_Your task_: Every line of the listing that follows must be written out unchanged.

── Provided records

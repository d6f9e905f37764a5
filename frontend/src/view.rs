//! Browser implementation of [`UploadView`].
//!
//! State the components render lives in `RwSignal`s; image handles are
//! object URLs and delays run on `gloo-timers`.

use std::time::Duration;

use gloo_timers::callback::Timeout;
use leptos::*;
use web_sys::{Blob, BlobPropertyBag, File, ScrollBehavior, ScrollIntoViewOptions, ScrollLogicalPosition, Url};

use crate::orchestrator::{Notice, UploadView};
use crate::types::{FileSummary, ProcessingOutcome, ScrollTarget, SegmentedImage};
use crate::SCROLL_DELAY_MS;

/// Signals and element refs shared by the page components.
#[derive(Clone, Copy)]
pub struct LeptosView {
    pub selection: RwSignal<Vec<FileSummary>>,
    pub results: RwSignal<Vec<ProcessingOutcome>>,
    pub busy: RwSignal<bool>,
    pub notice: RwSignal<Option<Notice>>,
    pub upload_zone: NodeRef<html::Div>,
    pub selection_anchor: NodeRef<html::Div>,
    pub results_anchor: NodeRef<html::Div>,
}

impl LeptosView {
    /// Create the signals in the current reactive owner.
    pub fn new() -> Self {
        Self {
            selection: create_rw_signal(Vec::new()),
            results: create_rw_signal(Vec::new()),
            busy: create_rw_signal(false),
            notice: create_rw_signal(None),
            upload_zone: create_node_ref::<html::Div>(),
            selection_anchor: create_node_ref::<html::Div>(),
            results_anchor: create_node_ref::<html::Div>(),
        }
    }
}

impl Default for LeptosView {
    fn default() -> Self {
        Self::new()
    }
}

impl UploadView<File> for LeptosView {
    fn file_handle(&self, file: &File) -> Result<String, String> {
        Url::create_object_url_with_blob(file).map_err(|e| format!("Failed to create preview URL: {:?}", e))
    }

    fn image_handle(&self, image: &SegmentedImage) -> Result<String, String> {
        let bytes = js_sys::Uint8Array::from(image.bytes.as_slice());
        let parts = js_sys::Array::of1(&bytes);
        let options = BlobPropertyBag::new();
        options.set_type(&image.content_type);

        let blob = Blob::new_with_u8_array_sequence_and_options(&parts, &options)
            .map_err(|e| format!("Failed to create image blob: {:?}", e))?;
        Url::create_object_url_with_blob(&blob).map_err(|e| format!("Failed to create image URL: {:?}", e))
    }

    fn release_handle(&self, handle: &str) {
        if let Err(e) = Url::revoke_object_url(handle) {
            log::warn!("Could not revoke {}: {:?}", handle, e);
        }
    }

    fn show_selection(&self, files: Vec<FileSummary>) {
        self.selection.set(files);
    }

    fn show_results(&self, outcomes: Vec<ProcessingOutcome>) {
        self.results.set(outcomes);
    }

    fn set_busy(&self, busy: bool) {
        self.busy.set(busy);
    }

    fn show_notice(&self, notice: Option<Notice>) {
        self.notice.set(notice);
    }

    fn scroll_to(&self, target: ScrollTarget) {
        let (node, block) = match target {
            ScrollTarget::UploadZone => (self.upload_zone, ScrollLogicalPosition::Center),
            ScrollTarget::Selection => (self.selection_anchor, ScrollLogicalPosition::Nearest),
            ScrollTarget::Results => (self.results_anchor, ScrollLogicalPosition::Nearest),
        };

        // Wait for the target to render before scrolling
        Timeout::new(SCROLL_DELAY_MS, move || {
            if let Some(element) = node.get_untracked() {
                let options = ScrollIntoViewOptions::new();
                options.set_behavior(ScrollBehavior::Smooth);
                options.set_block(block);
                element.scroll_into_view_with_scroll_into_view_options(&options);
            }
        })
        .forget();
    }

    fn schedule(&self, delay: Duration, task: Box<dyn FnOnce()>) {
        let millis = u32::try_from(delay.as_millis()).unwrap_or(u32::MAX);
        Timeout::new(millis, task).forget();
    }
}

────

_Written reply_:
repository d6f9e905f37764a5
filename frontend/src/view.rs
//! Browser implementation of [`UploadView`].
//!
//! State the components render lives in `RwSignal`s; image handles are
//! object URLs and delays run on `gloo-timers`.

use std::time::Duration;

use gloo_timers::callback::Timeout;
use leptos::*;
use web_sys::{Blob, BlobPropertyBag, File, ScrollBehavior, ScrollIntoViewOptions, ScrollLogicalPosition, Url};

use crate::orchestrator::{Notice, UploadView};
use crate::types::{FileSummary, ProcessingOutcome, ScrollTarget, SegmentedImage};
use crate::SCROLL_DELAY_MS;

/// Signals and element refs shared by the page components.
#[derive(Clone, Copy)]
pub struct LeptosView {
    pub selection: RwSignal<Vec<FileSummary>>,
    pub results: RwSignal<Vec<ProcessingOutcome>>,
    pub busy: RwSignal<bool>,
    pub notice: RwSignal<Option<Notice>>,
    pub upload_zone: NodeRef<html::Div>,
    pub selection_anchor: NodeRef<html::Div>,
    pub results_anchor: NodeRef<html::Div>,
}

impl LeptosView {
    /// Create the signals in the current reactive owner.
    pub fn new() -> Self {
        Self {
            selection: create_rw_signal(Vec::new()),
            results: create_rw_signal(Vec::new()),
            busy: create_rw_signal(false),
            notice: create_rw_signal(None),
            upload_zone: create_node_ref::<html::Div>(),
            selection_anchor: create_node_ref::<html::Div>(),
            results_anchor: create_node_ref::<html::Div>(),
        }
    }
}

impl Default for LeptosView {
    fn default() -> Self {
        Self::new()
    }
}

impl UploadView<File> for LeptosView {
    fn file_handle(&self, file: &File) -> Result<String, String> {
        Url::create_object_url_with_blob(file).map_err(|e| format!("Failed to create preview URL: {:?}", e))
    }

    fn image_handle(&self, image: &SegmentedImage) -> Result<String, String> {
        let bytes = js_sys::Uint8Array::from(image.bytes.as_slice());
        let parts = js_sys::Array::of1(&bytes);
        let options = BlobPropertyBag::new();
        options.set_type(&image.content_type);

        let blob = Blob::new_with_u8_array_sequence_and_options(&parts, &options)
            .map_err(|e| format!("Failed to create image blob: {:?}", e))?;
        Url::create_object_url_with_blob(&blob).map_err(|e| format!("Failed to create image URL: {:?}", e))
    }

    fn release_handle(&self, handle: &str) {
        if let Err(e) = Url::revoke_object_url(handle) {
            log::warn!("Could not revoke {}: {:?}", handle, e);
        }
    }

    fn show_selection(&self, files: Vec<FileSummary>) {
        self.selection.set(files);
    }

    fn show_results(&self, outcomes: Vec<ProcessingOutcome>) {
        self.results.set(outcomes);
    }

    fn set_busy(&self, busy: bool) {
        self.busy.set(busy);
    }

    fn show_notice(&self, notice: Option<Notice>) {
        self.notice.set(notice);
    }

    fn scroll_to(&self, target: ScrollTarget) {
        let (node, block) = match target {
            ScrollTarget::UploadZone => (self.upload_zone, ScrollLogicalPosition::Center),
            ScrollTarget::Selection => (self.selection_anchor, ScrollLogicalPosition::Nearest),
            ScrollTarget::Results => (self.results_anchor, ScrollLogicalPosition::Nearest),
        };

        // Wait for the target to render before scrolling
        Timeout::new(SCROLL_DELAY_MS, move || {
            if let Some(element) = node.get_untracked() {
                let options = ScrollIntoViewOptions::new();
                options.set_behavior(ScrollBehavior::Smooth);
                options.set_block(block);
                element.scroll_into_view_with_scroll_into_view_options(&options);
            }
        })
        .forget();
    }

    fn schedule(&self, delay: Duration, task: Box<dyn FnOnce()>) {
        let millis = u32::try_from(delay.as_millis()).unwrap_or(u32::MAX);
        Timeout::new(millis, task).forget();
    }
}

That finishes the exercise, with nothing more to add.